WHAT THE TASK ASKS | Look over the lines below. Report each one that includes the string "Registers".

DATA |

═══

//! End-to-end rasterization tests.
//!
//! Rasterized buffers are checked against an independent reference pass that
//! walks the same face samples through `rotate` and `project` and keeps the
//! nearest sample per pixel.

use tui_cube::core::{for_each_sample, project, rotate, Renderer};
use tui_cube::term::serialize;
use tui_cube::types::{Angles, FaceColor, RenderConfig, FACE_CHAR};

fn renderer(config: RenderConfig) -> Renderer {
    Renderer::new(&config).unwrap()
}

/// Nearest (ooz, color) per pixel; the first face to reach a depth wins ties.
fn reference(r: &Renderer) -> Vec<Option<(f32, FaceColor)>> {
    let (w, h) = (r.width() as i64, r.height() as i64);
    let mut best: Vec<Option<(f32, FaceColor)>> = vec![None; (w * h) as usize];

    for_each_sample(r.view(), |face, p| {
        let Some(s) = project(rotate(r.angles(), p), r.view(), r.width(), r.height()) else {
            return;
        };
        let idx = s.x as i64 + s.y as i64 * w;
        if idx < 0 || idx >= w * h {
            return;
        }
        let nearer = match best[idx as usize] {
            Some((ooz, _)) => s.ooz > ooz,
            None => true,
        };
        if nearer {
            best[idx as usize] = Some((s.ooz, face.color()));
        }
    });

    best
}

#[test]
fn four_by_four_cube_fills_the_center_block() {
    let mut r = renderer(RenderConfig {
        width: 4,
        height: 4,
        cube_width: 1.0,
        min_cube_width: 1.0,
        h_offset: 0.0,
        v_offset: 0.0,
        ..RenderConfig::default()
    });
    r.clear();
    r.rasterize();

    let fb = r.buffers();
    for i in 0..16 {
        if [5, 6, 9, 10].contains(&i) {
            // Front face at z = -1 is nearest: camera-space z = 99.
            assert_eq!(fb.depth()[i], 1.0 / 99.0, "pixel {i}");
            assert_eq!(fb.chars()[i], FACE_CHAR);
            assert_eq!(fb.colors()[i], FaceColor::Red);
        } else {
            assert_eq!(fb.depth()[i], 0.0, "pixel {i}");
            assert_eq!(fb.chars()[i], ' ');
            assert_eq!(fb.colors()[i], FaceColor::None);
        }
    }

    let red = "\x1b[91m#\x1b[0m";
    let expected = format!(
        "\x1b[H    \r\n {red}{red} \r\n {red}{red} \r\n    \x1b[0m\x1b[H\x1b[97mH=0.0:V=0.0:W=1.0\x1b[0m"
    );
    assert_eq!(String::from_utf8(serialize(&r).unwrap()).unwrap(), expected);
}

#[test]
fn four_by_four_cube_matches_reference_pass() {
    let mut r = renderer(RenderConfig {
        width: 4,
        height: 4,
        cube_width: 1.0,
        min_cube_width: 1.0,
        h_offset: 0.0,
        ..RenderConfig::default()
    });
    r.clear();
    r.rasterize();

    let fb = r.buffers();
    for (i, expected) in reference(&r).into_iter().enumerate() {
        match expected {
            Some((ooz, color)) => {
                assert_eq!(fb.depth()[i], ooz);
                assert_eq!(fb.colors()[i], color);
            }
            None => assert_eq!(fb.depth()[i], 0.0),
        }
    }
}

#[test]
fn depth_buffer_holds_nearest_sample_at_every_angle() {
    let mut r = renderer(RenderConfig {
        width: 80,
        height: 40,
        cube_width: 12.0,
        h_offset: 0.0,
        ..RenderConfig::default()
    });

    for n in 0..12 {
        let t = n as f32 * 0.41;
        r.set_angles(Angles::new(t, t * 0.7 + 0.2, t * 0.3));
        r.clear();
        r.rasterize();

        let fb = r.buffers();
        for (i, expected) in reference(&r).into_iter().enumerate() {
            match expected {
                Some((ooz, color)) => {
                    assert_eq!(fb.depth()[i], ooz, "angle step {n} pixel {i}");
                    assert_eq!(fb.colors()[i], color, "angle step {n} pixel {i}");
                    assert_eq!(fb.chars()[i], FACE_CHAR);
                }
                None => {
                    assert_eq!(fb.depth()[i], 0.0);
                    assert_eq!(fb.colors()[i], FaceColor::None);
                }
            }
        }
    }
}

#[test]
fn rasterizing_is_deterministic() {
    let config = RenderConfig {
        width: 60,
        height: 30,
        ..RenderConfig::default()
    };
    let mut a = renderer(config);
    let mut b = renderer(config);
    for _ in 0..5 {
        a.advance();
        b.advance();
    }
    a.clear();
    a.rasterize();
    b.clear();
    b.rasterize();
    assert_eq!(serialize(&a).unwrap(), serialize(&b).unwrap());
}

#[test]
fn offsets_move_the_silhouette() {
    let base = RenderConfig {
        width: 60,
        height: 30,
        cube_width: 6.0,
        h_offset: 0.0,
        ..RenderConfig::default()
    };
    let mut centered = renderer(base);
    let mut shifted = renderer(RenderConfig {
        h_offset: 10.0,
        ..base
    });
    centered.clear();
    centered.rasterize();
    shifted.clear();
    shifted.rasterize();

    let first_lit = |r: &Renderer| r.buffers().depth().iter().position(|&d| d > 0.0).unwrap();
    assert_eq!(first_lit(&shifted), first_lit(&centered) + 10);
}
//! Terminal cube runner (default binary).
//!
//! Parses the launch configuration, builds the renderer, then runs the
//! fixed-cadence frame loop inside a raw-mode terminal session.

use std::fs::File;
use std::sync::Mutex;

use anyhow::{Context, Result};
use clap::Parser;

use tui_cube::cli::Args;
use tui_cube::core::Renderer;
use tui_cube::engine::{run_loop, Controller, FramePacer};
use tui_cube::input::CrosstermKeys;
use tui_cube::term::{install_panic_hook, TerminalRenderer};

fn main() -> Result<()> {
    let args = Args::parse();
    init_logging(&args)?;

    let config = args.render_config()?;
    let renderer = Renderer::new(&config).context("failed to create renderer")?;
    let mut controller = Controller::new(renderer);

    install_panic_hook();
    let mut term = TerminalRenderer::new();
    term.enter()?;

    let result = run(&mut term, &mut controller, &args);

    // Always try to restore terminal state.
    let _ = term.exit();
    tracing::info!(frames = controller.frames(), "shutdown");
    result
}

fn run(term: &mut TerminalRenderer, controller: &mut Controller, args: &Args) -> Result<()> {
    let mut keys = CrosstermKeys;
    let mut pacer = FramePacer::from_millis(args.frame_ms);
    tracing::info!(
        width = args.width,
        height = args.height,
        frame_ms = args.frame_ms,
        "frame loop started"
    );
    run_loop(controller, &mut keys, &mut pacer, |frame| term.draw(frame))
}

/// Log to `--log-file` when given; the terminal itself is never logged to.
fn init_logging(args: &Args) -> Result<()> {
    let Some(path) = &args.log_file else {
        return Ok(());
    };
    let file = File::create(path)
        .with_context(|| format!("failed to create log file {}", path.display()))?;

    tracing_subscriber::fmt()
        .with_env_filter(
            tracing_subscriber::EnvFilter::try_from_default_env()
                .unwrap_or_else(|_| tracing_subscriber::EnvFilter::new("info")),
        )
        .with_writer(Mutex::new(file))
        .with_ansi(false)
        .init();
    Ok(())
}
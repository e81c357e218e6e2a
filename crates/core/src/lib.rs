//! Core rasterization module - pure, deterministic, and testable
//!
//! This module contains the software rasterization pipeline that turns the
//! rotating cube into per-pixel state. It has **zero dependencies** on the
//! terminal, input, or I/O, making it:
//!
//! - **Deterministic**: Same angles and view produce identical buffers
//! - **Testable**: Every stage is a plain function over plain data
//! - **Fast**: The per-frame path never allocates
//!
//! # Module Structure
//!
//! - [`transform`]: Euler rotation of model-space points
//! - [`projection`]: Perspective projection to integer pixel + inverse depth
//! - [`buffers`]: Parallel depth/character/color buffers with depth-tested writes
//! - [`raster`]: Face sampling and the depth-tested rasterization loop
//! - [`renderer`]: The aggregate owning angles, view, and buffers
//!
//! # Pipeline
//!
//! ```text
//! face grid sample -> rotate -> project -> index -> depth test -> buffers
//! ```
//!
//! # Example
//!
//! ```
//! use tui_cube_core::Renderer;
//! use tui_cube_types::RenderConfig;
//!
//! let mut renderer = Renderer::new(&RenderConfig::default()).unwrap();
//! renderer.clear();
//! assert!(renderer.rasterize() > 0);
//! renderer.advance();
//! ```

pub mod buffers;
pub mod error;
pub mod projection;
pub mod raster;
pub mod renderer;
pub mod transform;

pub use tui_cube_types as types;

// Re-export commonly used types for convenience
pub use buffers::FrameBuffers;
pub use error::RenderError;
pub use projection::project;
pub use raster::{for_each_sample, rasterize, Face};
pub use renderer::Renderer;
pub use transform::rotate;
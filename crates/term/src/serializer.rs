//! Frame serializer: turns the renderer's buffers into one escape-sequence blob.
//!
//! This module is pure (no I/O). The output is built in a caller-owned `Vec`
//! so the frame loop can reuse one allocation for the whole run.

use std::io::Write;

use anyhow::Result;

use crate::core::{FrameBuffers, Renderer};
use crate::types::{FaceColor, ViewState};

/// Move the cursor to the top-left cell.
pub const CURSOR_HOME: &[u8] = b"\x1b[H";

/// Reset all SGR attributes.
pub const RESET: &[u8] = b"\x1b[0m";

/// Bright white, used for the status line.
pub const STATUS_COLOR: &[u8] = b"\x1b[97m";

/// Row separator. Raw mode disables output post-processing, so a bare LF
/// would not return the carriage.
pub const LINE_BREAK: &[u8] = b"\r\n";

/// Escape sequence selecting `color`, empty for [`FaceColor::None`].
pub const fn color_escape(color: FaceColor) -> &'static [u8] {
    match color {
        FaceColor::None => b"",
        FaceColor::Red => b"\x1b[91m",
        FaceColor::Green => b"\x1b[92m",
        FaceColor::Yellow => b"\x1b[93m",
        FaceColor::Blue => b"\x1b[94m",
        FaceColor::Magenta => b"\x1b[95m",
        FaceColor::Cyan => b"\x1b[96m",
    }
}

/// Upper bound on the encoded size of a `width` x `height` frame.
///
/// Every pixel colored with a 4-byte UTF-8 glyph, plus line breaks, the
/// trailer, and room for a long status line.
pub fn frame_capacity(width: u16, height: u16) -> usize {
    let pixels = width as usize * height as usize;
    let per_pixel = 5 + 4 + RESET.len();
    CURSOR_HOME.len() * 2
        + pixels * per_pixel
        + (height as usize).saturating_sub(1) * LINE_BREAK.len()
        + RESET.len()
        + STATUS_COLOR.len()
        + 128
        + RESET.len()
}

/// Encode the renderer's current frame into `out` (appending).
pub fn encode_frame_into(renderer: &Renderer, out: &mut Vec<u8>) -> Result<()> {
    encode_buffers_into(renderer.buffers(), renderer.view(), out)
}

/// Encode the renderer's current frame into a fresh buffer.
pub fn serialize(renderer: &Renderer) -> Result<Vec<u8>> {
    let mut out = Vec::with_capacity(frame_capacity(renderer.width(), renderer.height()));
    encode_frame_into(renderer, &mut out)?;
    Ok(out)
}

/// Encode `fb` plus the status line for `view` into `out` (appending).
///
/// Uncolored pixels are written bare; colored pixels are wrapped in their
/// color escape and a reset.
pub fn encode_buffers_into(fb: &FrameBuffers, view: &ViewState, out: &mut Vec<u8>) -> Result<()> {
    let width = fb.width() as usize;
    let mut utf8 = [0u8; 4];

    out.extend_from_slice(CURSOR_HOME);
    for (k, (&ch, &color)) in fb.chars().iter().zip(fb.colors()).enumerate() {
        if k > 0 && k % width == 0 {
            out.extend_from_slice(LINE_BREAK);
        }
        let glyph = ch.encode_utf8(&mut utf8).as_bytes();
        if color.is_none() {
            out.extend_from_slice(glyph);
        } else {
            out.extend_from_slice(color_escape(color));
            out.extend_from_slice(glyph);
            out.extend_from_slice(RESET);
        }
    }

    out.extend_from_slice(RESET);
    out.extend_from_slice(CURSOR_HOME);
    out.extend_from_slice(STATUS_COLOR);
    write!(
        out,
        "H={:.1}:V={:.1}:W={:.1}",
        view.h_offset, view.v_offset, view.cube_width
    )?;
    out.extend_from_slice(RESET);
    Ok(())
}

#[cfg(test)]
mod tests {
    use super::*;
    use crate::types::RenderConfig;

    fn renderer(width: u16, height: u16) -> Renderer {
        Renderer::new(&RenderConfig {
            width,
            height,
            ..RenderConfig::default()
        })
        .unwrap()
    }

    #[test]
    fn cleared_frame_is_byte_exact() {
        let r = renderer(3, 2);
        let out = serialize(&r).unwrap();
        let expected = b"\x1b[H   \r\n   \x1b[0m\x1b[H\x1b[97mH=0.0:V=0.0:W=20.0\x1b[0m";
        assert_eq!(out, expected.to_vec());
    }

    #[test]
    fn colored_pixels_are_wrapped_in_escape_and_reset() {
        let mut fb = FrameBuffers::try_new(2, 1, '.').unwrap();
        fb.write_if_nearer(1, 0.5, '#', FaceColor::Blue);
        let mut out = Vec::new();
        encode_buffers_into(&fb, &ViewState::default(), &mut out).unwrap();
        assert!(out.starts_with(b"\x1b[H.\x1b[94m#\x1b[0m\x1b[0m\x1b[H"));
    }

    #[test]
    fn status_line_uses_one_decimal() {
        let mut fb = FrameBuffers::try_new(1, 1, ' ').unwrap();
        fb.clear(' ');
        let view = ViewState {
            h_offset: -12.5,
            v_offset: 3.0,
            cube_width: 7.0,
            ..ViewState::default()
        };
        let mut out = Vec::new();
        encode_buffers_into(&fb, &view, &mut out).unwrap();
        let text = String::from_utf8(out).unwrap();
        assert!(text.ends_with("\x1b[97mH=-12.5:V=3.0:W=7.0\x1b[0m"), "{text:?}");
    }

    #[test]
    fn non_ascii_background_is_utf8_encoded() {
        let r = Renderer::new(&RenderConfig {
            width: 2,
            height: 1,
            background: '·',
            ..RenderConfig::default()
        })
        .unwrap();
        let text = String::from_utf8(serialize(&r).unwrap()).unwrap();
        assert!(text.starts_with("\x1b[H··\x1b[0m"));
    }

    #[test]
    fn capacity_covers_a_fully_colored_frame() {
        let mut fb = FrameBuffers::try_new(16, 8, ' ').unwrap();
        for i in 0..fb.len() {
            fb.write_if_nearer(i, 1.0, '#', FaceColor::Magenta);
        }
        let mut out = Vec::new();
        encode_buffers_into(&fb, &ViewState::default(), &mut out).unwrap();
        assert!(out.len() <= frame_capacity(16, 8));
    }
}
//! TUI Cube (workspace facade crate).
//!
//! This package exposes the `tui_cube::{core,engine,input,term,types}` public API while the
//! implementation lives in dedicated crates under `crates/`. The launcher's command-line
//! configuration lives in [`cli`].

pub mod cli;

pub use tui_cube_core as core;
pub use tui_cube_engine as engine;
pub use tui_cube_input as input;
pub use tui_cube_term as term;
pub use tui_cube_types as types;
//! Register level access to Timer/Counter 2.

use crate::config::Prescale;

/// Register effects used by the driver.
///
/// Each method maps to one write of the `TC2` register file.
pub trait Registers {
    /// Clear `TIMSK2`, masking every timer 2 interrupt source.
    fn disable_interrupts(&mut self);

    /// Set `OCIE2A` in `TIMSK2`.
    fn enable_compare_interrupt(&mut self);

    /// Clock the timer from the internal I/O clock rather than the
    /// asynchronous oscillator (clear `AS2` in `ASSR`).
    fn select_system_clock(&mut self);

    /// Clear Timer on Compare Match mode (`WGM21` only in `TCCR2A`).
    fn select_ctc_mode(&mut self);

    /// Write the clock select bits of `TCCR2B`.
    fn set_prescale(&mut self, prescale: Prescale);

    /// Write `OCR2A`.
    fn set_compare(&mut self, top: u8);

    /// Write zero to `TCNT2`.
    fn reset_counter(&mut self);

    /// Clear a pending `OCF2A` flag in `TIFR2`.
    fn clear_compare_flag(&mut self);
}

#[cfg(target_arch = "avr")]
impl Registers for crate::hal::pac::TC2 {
    fn disable_interrupts(&mut self) {
        self.timsk2.reset();
    }

    fn enable_compare_interrupt(&mut self) {
        self.timsk2.modify(|_, w| w.ocie2a().set_bit());
    }

    fn select_system_clock(&mut self) {
        self.assr.modify(|_, w| w.as2().clear_bit());
    }

    fn select_ctc_mode(&mut self) {
        self.tccr2a.write(|w| w.wgm2().ctc());
    }

    fn set_prescale(&mut self, prescale: Prescale) {
        self.tccr2b.write(|w| match prescale {
            Prescale::Direct => w.cs2().direct(),
            Prescale::Div8 => w.cs2().prescale_8(),
            Prescale::Div32 => w.cs2().prescale_32(),
            Prescale::Div64 => w.cs2().prescale_64(),
            Prescale::Div128 => w.cs2().prescale_128(),
            Prescale::Div256 => w.cs2().prescale_256(),
            Prescale::Div1024 => w.cs2().prescale_1024(),
        });
    }

    fn set_compare(&mut self, top: u8) {
        self.ocr2a.write(|w| unsafe { w.bits(top) });
    }

    fn reset_counter(&mut self) {
        self.tcnt2.write(|w| unsafe { w.bits(0) });
    }

    fn clear_compare_flag(&mut self) {
        // Flags are cleared by writing one.
        self.tifr2.write(|w| w.ocf2a().set_bit());
    }
}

═══

REPLY |
pub trait Registers {
impl Registers for crate::hal::pac::TC2 {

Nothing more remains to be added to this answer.